I have count data (demand/offer analysis with counting number of customers, depending on – possibly – many factors). I tried a linear regression with normal errors, but my QQ-plot is not really good. I tried a log transformation of the answer: once again, bad QQ-plot.

So now, I'm trying a regression with Poisson Errors. With a model with all significant variables, I get:

Null deviance: 12593.2  on 53  degrees of freedom
Residual deviance:  1161.3  on 37  degrees of freedom
AIC: 1573.7

Number of Fisher Scoring iterations: 5

Residual deviance is larger than residual degrees of freedom: I have overdispersion.

How can I know if I need to use quasipoisson? What's the goal of quasipoisson in this case? I read this advise in "The R Book" by Crawley, but I don't see the point nor a large improvement in my case.

Best Answer

When trying to determine what sort of glm equation you want to estimate, you should think about plausible relationships between the expected value of your target variable given the right hand side (rhs) variables and the variance of the target variable given the rhs variables. Plots of the residuals vs. the fitted values from from your Normal model can help with this. With Poisson regression, the assumed relationship is that the variance equals the expected value; rather restrictive, I think you'll agree. With a "standard" linear regression, the assumption is that the variance is constant regardless of the expected value. For a quasi-poisson regression, the variance is assumed to be a linear function of the mean; for negative binomial regression, a quadratic function.

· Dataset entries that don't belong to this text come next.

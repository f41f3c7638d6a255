//! Label and annotation keys shared by every component.

macro_rules! key {
    ($name:ident, $suffix:literal) => {
        pub const $name: &str = concat!("onboard.dev/", $suffix);
    };
}

// SignupRequest labels.
key!(STATE_LABEL, "state");
key!(EMAIL_HASH_LABEL, "email-hash");
key!(SOCIAL_EVENT_LABEL, "social-event");

// SignupRequest annotations.
key!(EMAIL_ANNOTATION, "user-email");
key!(LAST_TARGET_CLUSTER_ANNOTATION, "last-target-cluster");
key!(ACTIVATION_COUNTER_ANNOTATION, "activation-counter");
key!(SKIP_AUTO_CREATE_WORKSPACE_ANNOTATION, "skip-auto-create-workspace");

// UserAccount.
key!(OWNER_LABEL, "owner");

// Workspace / Binding.
key!(CREATOR_LABEL, "creator");
key!(BINDING_ACCOUNT_LABEL, "user-account");
key!(BINDING_WORKSPACE_LABEL, "workspace");

// Notification.
key!(NOTIFICATION_USERNAME_LABEL, "username");
key!(NOTIFICATION_TYPE_LABEL, "type");
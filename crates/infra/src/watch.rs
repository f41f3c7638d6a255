//! Maps watch events to the signups that must be reconciled.

use onboard_core::{LabelSelector, Resource};
use onboard_events::ResourceEvent;
use onboard_signup::{
    BanRecord, Binding, CapacityStatus, SignupRequest, SignupState, UserAccount, Workspace, keys,
};

use crate::store::{StateStore, StoreError};

/// Event-to-key mapping for the signup controller.
///
/// - `SignupRequest` → itself
/// - `UserAccount` → its `owner` label
/// - `Workspace` / `Binding` → their `creator` label
/// - `BanRecord` → every signup with the same `email-hash` label
/// - `CapacityStatus` → the oldest pending signup, only with automatic
///   approval enabled
pub struct SignupMapper<S> {
    store: S,
    automatic_approval: bool,
}

impl<S: StateStore> SignupMapper<S> {
    pub fn new(store: S, automatic_approval: bool) -> Self {
        Self {
            store,
            automatic_approval,
        }
    }

    pub fn map(&self, event: &ResourceEvent) -> Result<Vec<String>, StoreError> {
        let by_label = |key: &str| Ok(event.label(key).map(str::to_string).into_iter().collect());

        match event.kind() {
            SignupRequest::KIND => Ok(vec![event.name().to_string()]),
            UserAccount::KIND => by_label(keys::OWNER_LABEL),
            Workspace::KIND | Binding::KIND => by_label(keys::CREATOR_LABEL),
            BanRecord::KIND => match event.label(keys::EMAIL_HASH_LABEL) {
                Some(hash) => self.signups_with_hash(hash),
                None => Ok(Vec::new()),
            },
            CapacityStatus::KIND if self.automatic_approval => {
                Ok(self.oldest_pending()?.into_iter().collect())
            }
            _ => Ok(Vec::new()),
        }
    }

    fn signups_with_hash(&self, hash: &str) -> Result<Vec<String>, StoreError> {
        let signups: Vec<SignupRequest> = self
            .store
            .list(&LabelSelector::new().with(keys::EMAIL_HASH_LABEL, hash))?;
        Ok(signups.into_iter().map(|s| s.metadata.name).collect())
    }

    fn oldest_pending(&self) -> Result<Option<String>, StoreError> {
        let pending: Vec<SignupRequest> = self
            .store
            .list(&LabelSelector::new().with(keys::STATE_LABEL, SignupState::Pending.as_str()))?;
        Ok(pending
            .into_iter()
            .min_by_key(|s| (s.metadata.creation_timestamp, s.metadata.uid))
            .map(|s| s.metadata.name))
    }
}
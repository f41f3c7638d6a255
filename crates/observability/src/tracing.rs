//! Tracing/logging initialization.
//!
//! JSON lines on stdout, filtered through `RUST_LOG` (default `info`).
//! Reconcile spans carry the signup name so every event of one invocation
//! can be correlated.

use tracing_subscriber::EnvFilter;

/// Filter used when `RUST_LOG` is unset or unparsable.
pub const DEFAULT_FILTER: &str = "info";

/// Initialize tracing/logging for the process.
///
/// Safe to call multiple times (subsequent calls are no-ops).
pub fn init() {
    let filter = EnvFilter::try_from_default_env().unwrap_or_else(|_| EnvFilter::new(DEFAULT_FILTER));

    let _ = tracing_subscriber::fmt()
        .with_env_filter(filter)
        .json()
        .with_current_span(true)
        .with_timer(tracing_subscriber::fmt::time::SystemTime)
        .with_target(false)
        .try_init();
}
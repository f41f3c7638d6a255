//! Workspace and binding records created alongside a user account.

use serde::{Deserialize, Serialize};
use uuid::Uuid;

use onboard_core::{Conditions, LabelSelector, ObjectMeta, Resource};

use crate::account::UserAccount;
use crate::keys;

pub const READY_CONDITION: &str = "Ready";
pub const PROVISIONED_REASON: &str = "Provisioned";
pub const ADMIN_ROLE: &str = "admin";

#[derive(Debug, Clone, PartialEq, Eq, Default, Serialize, Deserialize)]
pub struct WorkspaceSpec {
    pub target_cluster: String,
    pub tier_name: String,
}

#[derive(Debug, Clone, PartialEq, Eq, Default, Serialize, Deserialize)]
pub struct WorkspaceStatus {
    #[serde(default)]
    pub conditions: Conditions,
}

#[derive(Debug, Clone, PartialEq, Eq, Serialize, Deserialize)]
pub struct Workspace {
    pub metadata: ObjectMeta,
    pub spec: WorkspaceSpec,
    #[serde(default)]
    pub status: WorkspaceStatus,
}

impl Resource for Workspace {
    const KIND: &'static str = "Workspace";

    fn meta(&self) -> &ObjectMeta {
        &self.metadata
    }

    fn meta_mut(&mut self) -> &mut ObjectMeta {
        &mut self.metadata
    }
}

impl Workspace {
    /// Workspace named after the account, labelled with the creating signup.
    pub fn for_account(account: &UserAccount, creator: &str, tier_name: &str) -> Self {
        Self {
            metadata: ObjectMeta::new(account.name()).with_label(keys::CREATOR_LABEL, creator),
            spec: WorkspaceSpec {
                target_cluster: account.spec.target_cluster.clone(),
                tier_name: tier_name.to_string(),
            },
            status: WorkspaceStatus::default(),
        }
    }

    pub fn is_ready(&self) -> bool {
        self.status
            .conditions
            .is_true_with_reason(READY_CONDITION, PROVISIONED_REASON)
    }
}

#[derive(Debug, Clone, PartialEq, Eq, Serialize, Deserialize)]
pub struct BindingSpec {
    pub user_account: String,
    pub workspace: String,
    pub role: String,
}

#[derive(Debug, Clone, PartialEq, Eq, Serialize, Deserialize)]
pub struct Binding {
    pub metadata: ObjectMeta,
    pub spec: BindingSpec,
}

impl Resource for Binding {
    const KIND: &'static str = "Binding";

    fn meta(&self) -> &ObjectMeta {
        &self.metadata
    }

    fn meta_mut(&mut self) -> &mut ObjectMeta {
        &mut self.metadata
    }
}

impl Binding {
    /// Admin binding of `account` to `workspace`, named `<workspace>-<random>`.
    pub fn admin(account: &str, workspace: &str, creator: &str) -> Self {
        let suffix = Uuid::new_v4().simple().to_string();
        let metadata = ObjectMeta::new(format!("{workspace}-{}", &suffix[..5]))
            .with_label(keys::BINDING_ACCOUNT_LABEL, account)
            .with_label(keys::BINDING_WORKSPACE_LABEL, workspace)
            .with_label(keys::CREATOR_LABEL, creator);

        Self {
            metadata,
            spec: BindingSpec {
                user_account: account.to_string(),
                workspace: workspace.to_string(),
                role: ADMIN_ROLE.to_string(),
            },
        }
    }

    /// Selector matching every binding of `account` to `workspace`.
    pub fn selector(account: &str, workspace: &str) -> LabelSelector {
        LabelSelector::new()
            .with(keys::BINDING_ACCOUNT_LABEL, account)
            .with(keys::BINDING_WORKSPACE_LABEL, workspace)
    }
}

However, you aren't restricted to these relationships. The specification of a "family" (other than "quasi") determines the mean-variance relationship. I don't have The R Book, but I imagine it has a table that shows the family functions and corresponding mean-variance relationships. For the "quasi" family you can specify any of several mean-variance relationships, and you can even write your own; see the R documentation. It may be that you can find a much better fit by specifying a non-default value for the mean-variance function in a "quasi" model.

You also should pay attention to the range of the target variable; in your case it's nonnegative count data. If you have a substantial fraction of low values - 0, 1, 2 - the continuous distributions probably won't fit well, but if you don't, there's not much value in using a discrete distribution. It's rare that you'd consider Poisson and Normal distributions as competitors.